Collected data entries:
##########

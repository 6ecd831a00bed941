/// Encoding backends: the single capability every scanner decodes through.
/// Chosen once per context from configuration.

use crate::core::utf8::{self, DecodeState, Decoded, EncodeError, MAX_CHAR_LEN};
use serde::Deserialize;

pub trait EncodingBackend: Send + Sync {
    fn name(&self) -> &'static str;

    /// Decode one character from the start of `bytes`, resuming from `state`.
    fn decode(&self, bytes: &[u8], state: &mut DecodeState) -> Decoded;

    /// Encode one codepoint into `out`, returning the bytes written.
    fn encode(&self, codepoint: u32, out: &mut [u8; MAX_CHAR_LEN]) -> Result<usize, EncodeError>;

    /// False when every byte is its own character.
    fn is_multibyte(&self) -> bool {
        true
    }

    /// Decode characters until the terminator, an error, or the end of `bytes`.
    /// Returns the codepoints and the number of bytes consumed.
    fn decode_all(&self, bytes: &[u8], state: &mut DecodeState) -> (Vec<u32>, usize) {
        let mut out = Vec::new();
        let mut pos = 0;
        while let Decoded::Char { len, codepoint } = self.decode(&bytes[pos..], state) {
            out.push(codepoint);
            pos += len;
        }
        (out, pos)
    }

    /// Encode a codepoint sequence, stopping at a NUL codepoint.
    fn encode_all(&self, codepoints: &[u32]) -> Result<Vec<u8>, EncodeError> {
        let mut out = Vec::with_capacity(codepoints.len());
        let mut buf = [0u8; MAX_CHAR_LEN];
        for &cp in codepoints.iter().take_while(|&&cp| cp != 0) {
            let n = self.encode(cp, &mut buf)?;
            out.extend_from_slice(&buf[..n]);
        }
        Ok(out)
    }
}

/// Which backend a context decodes with.
#[derive(Debug, Clone, Copy, PartialEq, Eq, Default, Deserialize)]
#[serde(rename_all = "lowercase")]
pub enum BackendKind {
    /// Bundled UTF-8 state machine.
    #[default]
    Utf8,
    /// UTF-8 validated by the standard library.
    Host,
    /// One byte per character.
    Bytes,
}

impl BackendKind {
    pub fn build(self) -> Box<dyn EncodingBackend> {
        match self {
            BackendKind::Utf8 => Box::new(Utf8Codec),
            BackendKind::Host => Box::new(HostUtf8),
            BackendKind::Bytes => Box::new(ByteOriented),
        }
    }
}

#[derive(Debug, Clone, Copy, Default)]
pub struct Utf8Codec;

impl EncodingBackend for Utf8Codec {
    fn name(&self) -> &'static str {
        "utf8"
    }

    fn decode(&self, bytes: &[u8], state: &mut DecodeState) -> Decoded {
        utf8::decode(bytes, state)
    }

    fn encode(&self, codepoint: u32, out: &mut [u8; MAX_CHAR_LEN]) -> Result<usize, EncodeError> {
        utf8::encode(codepoint, out)
    }
}

/// UTF-8 through `std::str::from_utf8`. Truncated prefixes are kept in the
/// caller's state and prepended to the next call's input.
#[derive(Debug, Clone, Copy, Default)]
pub struct HostUtf8;

impl EncodingBackend for HostUtf8 {
    fn name(&self) -> &'static str {
        "host"
    }

    fn decode(&self, bytes: &[u8], state: &mut DecodeState) -> Decoded {
        if bytes.is_empty() {
            return Decoded::Incomplete;
        }
        if !state.is_pending() && bytes[0] == 0 {
            return Decoded::End;
        }

        let held = state.pending().len();
        let take = bytes.len().min(MAX_CHAR_LEN - held);
        let mut window = [0u8; MAX_CHAR_LEN];
        window[..held].copy_from_slice(state.pending());
        window[held..held + take].copy_from_slice(&bytes[..take]);
        let window = &window[..held + take];

        let valid = match std::str::from_utf8(window) {
            Ok(s) => s,
            Err(e) if e.valid_up_to() > 0 => {
                // The prefix up to valid_up_to is UTF-8 by construction
                std::str::from_utf8(&window[..e.valid_up_to()]).unwrap_or_default()
            }
            Err(e) if e.error_len().is_none() => {
                let expected = utf8::sequence_len(window[0]).unwrap_or(MAX_CHAR_LEN);
                state.stash(window, expected);
                return Decoded::Incomplete;
            }
            Err(_) => {
                state.reset();
                return Decoded::Invalid;
            }
        };

        let Some(ch) = valid.chars().next() else {
            state.reset();
            return Decoded::Invalid;
        };
        let total = ch.len_utf8();
        state.reset();
        if total <= held {
            return Decoded::Invalid;
        }
        Decoded::Char { len: total - held, codepoint: ch as u32 }
    }

    fn encode(&self, codepoint: u32, out: &mut [u8; MAX_CHAR_LEN]) -> Result<usize, EncodeError> {
        let ch = char::from_u32(codepoint).ok_or(EncodeError { codepoint })?;
        Ok(ch.encode_utf8(out).len())
    }
}

/// Byte-oriented mode: each non-NUL byte is a character whose codepoint is
/// the byte value.
#[derive(Debug, Clone, Copy, Default)]
pub struct ByteOriented;

impl EncodingBackend for ByteOriented {
    fn name(&self) -> &'static str {
        "bytes"
    }

    fn decode(&self, bytes: &[u8], state: &mut DecodeState) -> Decoded {
        state.reset();
        match bytes.first() {
            None => Decoded::Incomplete,
            Some(0) => Decoded::End,
            Some(&b) => Decoded::Char { len: 1, codepoint: b as u32 },
        }
    }

    fn encode(&self, codepoint: u32, out: &mut [u8; MAX_CHAR_LEN]) -> Result<usize, EncodeError> {
        let byte = u8::try_from(codepoint).map_err(|_| EncodeError { codepoint })?;
        out[0] = byte;
        Ok(1)
    }

    fn is_multibyte(&self) -> bool {
        false
    }
}

#[cfg(test)]
mod tests {
    use super::*;

    const INPUTS: &[&[u8]] = &[
        b"plain ascii",
        "café".as_bytes(),
        "日本語テキスト".as_bytes(),
        "🦀 crab".as_bytes(),
        &[0x80, b'a'],
        &[0xC3],
        &[0xE2, 0x82],
        &[0xC3, b'x'],
        &[0xED, 0xA0, 0x80],
        &[0xF4, 0x90, 0x80, 0x80],
        &[0xE0, 0x9F, 0xBF],
        b"\0tail",
    ];

    #[test]
    fn test_host_agrees_with_bundled() {
        for input in INPUTS {
            let mut a = DecodeState::new();
            let mut b = DecodeState::new();
            assert_eq!(
                Utf8Codec.decode(input, &mut a),
                HostUtf8.decode(input, &mut b),
                "input {input:x?}"
            );
            assert_eq!(a.pending(), b.pending(), "input {input:x?}");
        }
    }

    #[test]
    fn test_host_resumes_pending() {
        let mut ps = DecodeState::new();
        assert_eq!(HostUtf8.decode(&[0xF0, 0x9F], &mut ps), Decoded::Incomplete);
        assert_eq!(HostUtf8.decode(&[0x98], &mut ps), Decoded::Incomplete);
        assert_eq!(
            HostUtf8.decode(&[0x80, b'!'], &mut ps),
            Decoded::Char { len: 1, codepoint: 0x1F600 }
        );
        assert!(!ps.is_pending());
    }

    #[test]
    fn test_byte_oriented() {
        let mut ps = DecodeState::new();
        assert_eq!(ByteOriented.decode(&[0xC3, 0xA9], &mut ps), Decoded::Char { len: 1, codepoint: 0xC3 });
        assert_eq!(ByteOriented.decode(b"\0", &mut ps), Decoded::End);
        assert!(!ByteOriented.is_multibyte());

        let mut out = [0u8; MAX_CHAR_LEN];
        assert_eq!(ByteOriented.encode(0xE9, &mut out), Ok(1));
        assert_eq!(out[0], 0xE9);
        assert!(ByteOriented.encode(0x100, &mut out).is_err());
    }

    #[test]
    fn test_decode_all_stops_at_terminator() {
        let mut ps = DecodeState::new();
        let (cps, used) = Utf8Codec.decode_all("aé\0zz".as_bytes(), &mut ps);
        assert_eq!(cps, vec!['a' as u32, 0xE9]);
        assert_eq!(used, 3);
    }

    #[test]
    fn test_decode_all_stops_at_invalid() {
        let mut ps = DecodeState::new();
        let (cps, used) = HostUtf8.decode_all(&[b'o', b'k', 0xFF, b'x'], &mut ps);
        assert_eq!(cps, vec!['o' as u32, 'k' as u32]);
        assert_eq!(used, 2);
    }

    #[test]
    fn test_encode_all() {
        let bytes = Utf8Codec.encode_all(&[0x63, 0x61, 0x66, 0xE9, 0, 0x78]).unwrap();
        assert_eq!(bytes, "café".as_bytes());
        assert_eq!(
            HostUtf8.encode_all(&[0x61, 0xDFFF]),
            Err(EncodeError { codepoint: 0xDFFF })
        );
    }

    #[test]
    fn test_backend_kind_builds() {
        assert_eq!(BackendKind::default().build().name(), "utf8");
        assert_eq!(BackendKind::Host.build().name(), "host");
        assert!(!BackendKind::Bytes.build().is_multibyte());
    }
}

##########

Assignment: Reproduce each line above that contains "window".

Task output:
        let mut window = [0u8; MAX_CHAR_LEN];
        window[..held].copy_from_slice(state.pending());
        window[held..held + take].copy_from_slice(&bytes[..take]);
        let window = &window[..held + take];
        let valid = match std::str::from_utf8(window) {
                std::str::from_utf8(&window[..e.valid_up_to()]).unwrap_or_default()
                let expected = utf8::sequence_len(window[0]).unwrap_or(MAX_CHAR_LEN);
                state.stash(window, expected);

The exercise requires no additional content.